Right.  That would be my opinion as well.

Joshua.




Re: Stripping Content-Length headers

Posted by Graham Leggett <mi...@sharp.fm>.
Joshua Slive wrote:

> Just to start, what about HTTP/1.0 clients?

They would just get no content-length. It works, but it's not ideal it
would seem.

> Even for HTTP/1.1 clients,
> it seems chunked encoding should only be used when necessary.  Chunked
> encoding is extra overhead, and removes information that may be valuable
> down-the-line.  We don't send chunked encoding for ordinary static
> content when we are the origin server, do we?

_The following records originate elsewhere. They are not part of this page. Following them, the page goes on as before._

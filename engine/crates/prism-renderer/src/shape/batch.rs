use ash::vk;
use prism_asset::catalog::TextureBinding;

use crate::error::{CollectError, RenderError};
use crate::recorder::DrawRecorder;

/// 共享同一个纹理（或没有纹理）的一段连续顶点，对应一次 descriptor 绑定和一次 draw
#[derive(Debug, Copy, Clone, PartialEq)]
pub struct DrawBatch {
    pub texture: Option<TextureBinding>,
    pub first_vertex: u32,
    pub vertex_count: u32,
    pub first_index: u32,
    /// 为 0 表示非 indexed 绘制
    pub index_count: u32,
}

/// 一帧内 `collect` 产生的数据，容量固定，超出时返回 [`CollectError::Overflow`] 而不是截断
pub struct ShapeOutput<V> {
    vertices: Vec<V>,
    indices: Vec<u32>,
    batches: Vec<DrawBatch>,
    push_constants: Vec<u8>,

    max_vertices: usize,
    max_indices: usize,
}

// new & init
impl<V: Copy> ShapeOutput<V> {
    pub fn new(max_vertices: usize, max_indices: usize) -> Self {
        Self {
            vertices: Vec::with_capacity(max_vertices),
            indices: Vec::with_capacity(max_indices),
            batches: Vec::new(),
            push_constants: Vec::new(),
            max_vertices,
            max_indices,
        }
    }
}

// getters
impl<V: Copy> ShapeOutput<V> {
    #[inline]
    pub fn vertices(&self) -> &[V] {
        &self.vertices
    }

    #[inline]
    pub fn indices(&self) -> &[u32] {
        &self.indices
    }

    #[inline]
    pub fn batches(&self) -> &[DrawBatch] {
        &self.batches
    }

    #[inline]
    pub fn push_constant_data(&self) -> &[u8] {
        &self.push_constants
    }

    #[inline]
    pub fn vertex_count(&self) -> u32 {
        self.vertices.len() as u32
    }

    #[inline]
    pub fn max_vertices(&self) -> usize {
        self.max_vertices
    }

    #[inline]
    pub fn max_indices(&self) -> usize {
        self.max_indices
    }
}

// update
impl<V: Copy> ShapeOutput<V> {
    pub fn clear(&mut self) {
        self.vertices.clear();
        self.indices.clear();
        self.batches.clear();
        self.push_constants.clear();
    }

    /// 预先检查还能否容纳 `vertex_cnt` 个顶点，用于在写入之前就发现溢出
    pub fn ensure_vertex_room(&self, vertex_cnt: usize) -> Result<(), CollectError> {
        let requested = self.vertices.len() + vertex_cnt;
        if requested > self.max_vertices {
            return Err(CollectError::Overflow {
                what: "vertices",
                requested,
                capacity: self.max_vertices,
            });
        }
        Ok(())
    }

    fn ensure_index_room(&self, index_cnt: usize) -> Result<(), CollectError> {
        let requested = self.indices.len() + index_cnt;
        if requested > self.max_indices {
            return Err(CollectError::Overflow {
                what: "indices",
                requested,
                capacity: self.max_indices,
            });
        }
        Ok(())
    }

    /// 追加非 indexed 的顶点
    ///
    /// 与上一个 batch 使用同一个纹理时合并到该 batch 中
    pub fn push_vertices(&mut self, texture: Option<TextureBinding>, vertices: &[V]) -> Result<(), CollectError> {
        self.ensure_vertex_room(vertices.len())?;

        let first_vertex = self.vertices.len() as u32;
        self.vertices.extend_from_slice(vertices);

        match self.batches.last_mut() {
            Some(last) if last.index_count == 0 && last.texture == texture => {
                last.vertex_count += vertices.len() as u32;
            }
            _ => self.batches.push(DrawBatch {
                texture,
                first_vertex,
                vertex_count: vertices.len() as u32,
                first_index: 0,
                index_count: 0,
            }),
        }
        Ok(())
    }

    /// 追加一段 indexed 几何，`indices` 相对于本段的第一个顶点，总是形成单独的 batch
    pub fn push_indexed(
        &mut self,
        texture: Option<TextureBinding>,
        vertices: &[V],
        indices: &[u32],
    ) -> Result<(), CollectError> {
        self.ensure_vertex_room(vertices.len())?;
        self.ensure_index_room(indices.len())?;

        self.batches.push(DrawBatch {
            texture,
            first_vertex: self.vertices.len() as u32,
            vertex_count: vertices.len() as u32,
            first_index: self.indices.len() as u32,
            index_count: indices.len() as u32,
        });
        self.vertices.extend_from_slice(vertices);
        self.indices.extend_from_slice(indices);
        Ok(())
    }

    pub fn set_push_constants(&mut self, data: &[u8]) {
        self.push_constants.clear();
        self.push_constants.extend_from_slice(data);
    }
}

/// `record` 所需的全部句柄与本帧数据
pub struct ShapeDraw<'a> {
    pub name: &'static str,
    pub pipeline: vk::Pipeline,
    pub pipeline_layout: vk::PipelineLayout,
    /// 不需要纹理的 renderer 为 null
    pub texture_set_layout: vk::DescriptorSetLayout,

    pub vertex_buffer: vk::Buffer,
    /// 当前 frame slot 的顶点区域起点（字节）
    pub vertex_offset: vk::DeviceSize,
    pub index_buffer: Option<(vk::Buffer, vk::DeviceSize)>,

    pub push_constant_stages: vk::ShaderStageFlags,
    pub push_constants: &'a [u8],
    pub batches: &'a [DrawBatch],
    pub vertex_count: u32,
}

/// 通用的录制流程：绑定 pipeline 与 buffer，每个 batch 绑定一次纹理并绘制一次
///
/// `vertex_count` 为 0 时不录制任何命令
pub fn record_batches(draw: &ShapeDraw, recorder: &mut dyn DrawRecorder) -> Result<(), RenderError> {
    if draw.vertex_count == 0 {
        return Ok(());
    }

    recorder.begin_label(draw.name);
    let result = record_batches_inner(draw, recorder);
    recorder.end_label();
    result
}

fn record_batches_inner(draw: &ShapeDraw, recorder: &mut dyn DrawRecorder) -> Result<(), RenderError> {
    recorder.bind_pipeline(draw.pipeline);
    recorder.bind_vertex_buffer(draw.vertex_buffer, draw.vertex_offset);
    if let Some((index_buffer, index_offset)) = draw.index_buffer {
        recorder.bind_index_buffer(index_buffer, index_offset, vk::IndexType::UINT32);
    }
    if !draw.push_constants.is_empty() {
        recorder.push_constants(draw.pipeline_layout, draw.push_constant_stages, draw.push_constants);
    }

    for batch in draw.batches {
        // 只绘制 vertex_count 以内的部分
        if batch.first_vertex >= draw.vertex_count {
            break;
        }
        if let Some(texture) = &batch.texture {
            recorder.bind_texture(draw.pipeline_layout, draw.texture_set_layout, texture)?;
        }
        if batch.index_count > 0 {
            recorder.draw_indexed(batch.index_count, batch.first_index, batch.first_vertex as i32);
        } else {
            let vertex_count = batch.vertex_count.min(draw.vertex_count - batch.first_vertex);
            recorder.draw(vertex_count, batch.first_vertex);
        }
    }
    Ok(())
}
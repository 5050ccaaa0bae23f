use ash::vk;
use glam::Vec4;
use prism_gfx::commands::command_queue::GfxQueue;
use prism_gfx::commands::submit_info::GfxSubmitInfo;
use prism_gfx::pipelines::render_pass::GfxRenderPass;
use prism_gfx::swapchain::render_swapchain::{GfxAcquire, GfxRenderSwapchain};

use crate::error::RenderError;
use crate::frame::frame_driver::FrameBackend;
use crate::frame::frame_sync::{FrameSlot, FrameSync};
use crate::frame::render_targets::RenderTargets;
use crate::recorder::{DrawRecorder, VulkanRecorder};

/// 基于 swapchain 的 [`FrameBackend`]，只在一帧之内借用各个对象
pub struct VulkanFrameBackend<'a> {
    pub swapchain: &'a GfxRenderSwapchain,
    pub sync: &'a mut FrameSync,
    pub targets: &'a RenderTargets,
    pub render_pass: &'a GfxRenderPass,
    pub queue: &'a GfxQueue,
}

impl VulkanFrameBackend<'_> {
    fn slot(&self, image_index: u32) -> Result<&FrameSlot, RenderError> {
        self.sync.slot(image_index as usize).ok_or(RenderError::MissingFrameSlot {
            index: image_index as usize,
            slots: self.sync.slot_count(),
        })
    }
}

impl FrameBackend for VulkanFrameBackend<'_> {
    fn acquire(&mut self) -> Result<GfxAcquire, RenderError> {
        let spare = self.sync.spare_acquire_semaphore().ok_or(RenderError::MissingFrameSlot {
            index: 0,
            slots: self.sync.slot_count(),
        })?;
        let acquire = self.swapchain.acquire_next_image(spare)?;

        if let GfxAcquire::Image { image_index, .. } = acquire {
            if image_index as usize >= self.sync.slot_count() {
                return Err(RenderError::SlotCountMismatch {
                    images: self.swapchain.image_count(),
                    slots: self.sync.slot_count(),
                });
            }
            self.sync.swap_acquire_semaphore(image_index as usize);
        }
        Ok(acquire)
    }

    fn wait_previous(&mut self, image_index: u32) -> Result<(), RenderError> {
        let slot = self.slot(image_index)?;
        slot.in_flight.wait()?;
        // 该 slot 上一次分配的 descriptor set 已经不再被 GPU 使用
        slot.descriptor_pool.reset()?;
        Ok(())
    }

    fn record(
        &mut self,
        image_index: u32,
        clear_color: Vec4,
        draw: &mut dyn FnMut(&mut dyn DrawRecorder) -> Result<(), RenderError>,
    ) -> Result<(), RenderError> {
        let slot = self.slot(image_index)?;
        let framebuffer = self.targets.framebuffer(image_index as usize).ok_or(RenderError::MissingFrameSlot {
            index: image_index as usize,
            slots: self.targets.framebuffer_count(),
        })?;
        let extent = self.targets.extent();
        let cmd = &slot.cmd;

        cmd.begin(vk::CommandBufferUsageFlags::ONE_TIME_SUBMIT, &format!("frame-{image_index}"))?;

        let clear_values = [
            vk::ClearValue {
                color: vk::ClearColorValue {
                    float32: clear_color.to_array(),
                },
            },
            vk::ClearValue {
                depth_stencil: vk::ClearDepthStencilValue { depth: 1.0, stencil: 0 },
            },
        ];
        let render_area = vk::Rect2D {
            offset: vk::Offset2D::default(),
            extent,
        };
        let begin_info = vk::RenderPassBeginInfo::default()
            .render_pass(self.render_pass.handle())
            .framebuffer(framebuffer.handle())
            .render_area(render_area)
            .clear_values(&clear_values);
        cmd.cmd_begin_render_pass(&begin_info);
        cmd.cmd_set_viewport(
            0,
            &[vk::Viewport {
                x: 0.0,
                y: 0.0,
                width: extent.width as f32,
                height: extent.height as f32,
                min_depth: 0.0,
                max_depth: 1.0,
            }],
        );
        cmd.cmd_set_scissor(0, &[render_area]);

        let mut recorder = VulkanRecorder::new(cmd, &slot.descriptor_pool);
        let draw_result = draw(&mut recorder);

        cmd.cmd_end_render_pass();
        cmd.end()?;
        draw_result
    }

    fn submit(&mut self, image_index: u32) -> Result<(), RenderError> {
        let slot = self.slot(image_index)?;
        // 只有确定会提交时才 reset，否则下一次等待会永远阻塞
        slot.in_flight.reset()?;

        let submit_info = GfxSubmitInfo::new(std::slice::from_ref(&slot.cmd))
            .wait(&slot.image_available, vk::PipelineStageFlags2::COLOR_ATTACHMENT_OUTPUT)
            .signal(&slot.render_finished, vk::PipelineStageFlags2::ALL_COMMANDS);
        self.queue.submit(std::slice::from_ref(&submit_info), Some(&slot.in_flight))?;
        Ok(())
    }

    fn present(&mut self, image_index: u32) -> Result<bool, RenderError> {
        let slot = self.slot(image_index)?;
        Ok(self.swapchain.present_image(self.queue, image_index, &[&slot.render_finished])?)
    }
}
//! Prism 的 Vulkan 封装层
//!
//! 所有对象都通过显式传入的 `Rc<GfxDevice>` / `Rc<GfxAllocator>` 创建，不存在全局单例。
//! 销毁顺序由上层的阶段图保证：持有 device 的对象必须先于 device 销毁。

pub mod basic;
pub mod commands;
pub mod descriptors;
pub mod error;
pub mod foundation;
pub mod pipelines;
pub mod resources;
pub mod swapchain;

pub use error::{GfxError, GfxResult, VkResultExt};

If we already have a content-length, surely we should take advantage of
it if we can? In theory only filters that change content length should
touch the content length.

Regards,
Graham
-- 
-----------------------------------------
minfrin@sharp.fm		"There's a moon
					over Bourbon Street
						tonight..."

Re: Stripping Content-Length headers

Posted by Joshua Slive <jo...@slive.ca>.
Justin Erenkrantz wrote:
> IMHO, proxy is especially good for chunked encoding, because we read
> the proxy and if we use chunks on the output, we can return the data
> sooner than waiting for the entire response to be read before
> writing anything to the network.  -- justin

Sure, but a content-length header and unmodified content provides the 
same thing.

Chunked encoding is great when the alternative is no persistent 
connections, or queuing up the whole request to get the size.  But we 
should be using the content length when we have it available.  I really 
don't know why the proxy is stripping it in the first place.  It should 
only be stripped if the content is changed by the proxy or one of the 
filters.

Anyway, I have no idea how to fix this, so I'll just shut up.

Joshua.


Re: Stripping Content-Length headers

Posted by Justin Erenkrantz <je...@apache.org>.
On Sun, May 05, 2002 at 02:56:02PM -0400, Joshua Slive wrote:
> Just to start, what about HTTP/1.0 clients?   Even for HTTP/1.1 clients, 
> it seems chunked encoding should only be used when necessary.  Chunked 
> encoding is extra overhead, and removes information that may be valuable 
> down-the-line.  We don't send chunked encoding for ordinary static 
> content when we are the origin server, do we?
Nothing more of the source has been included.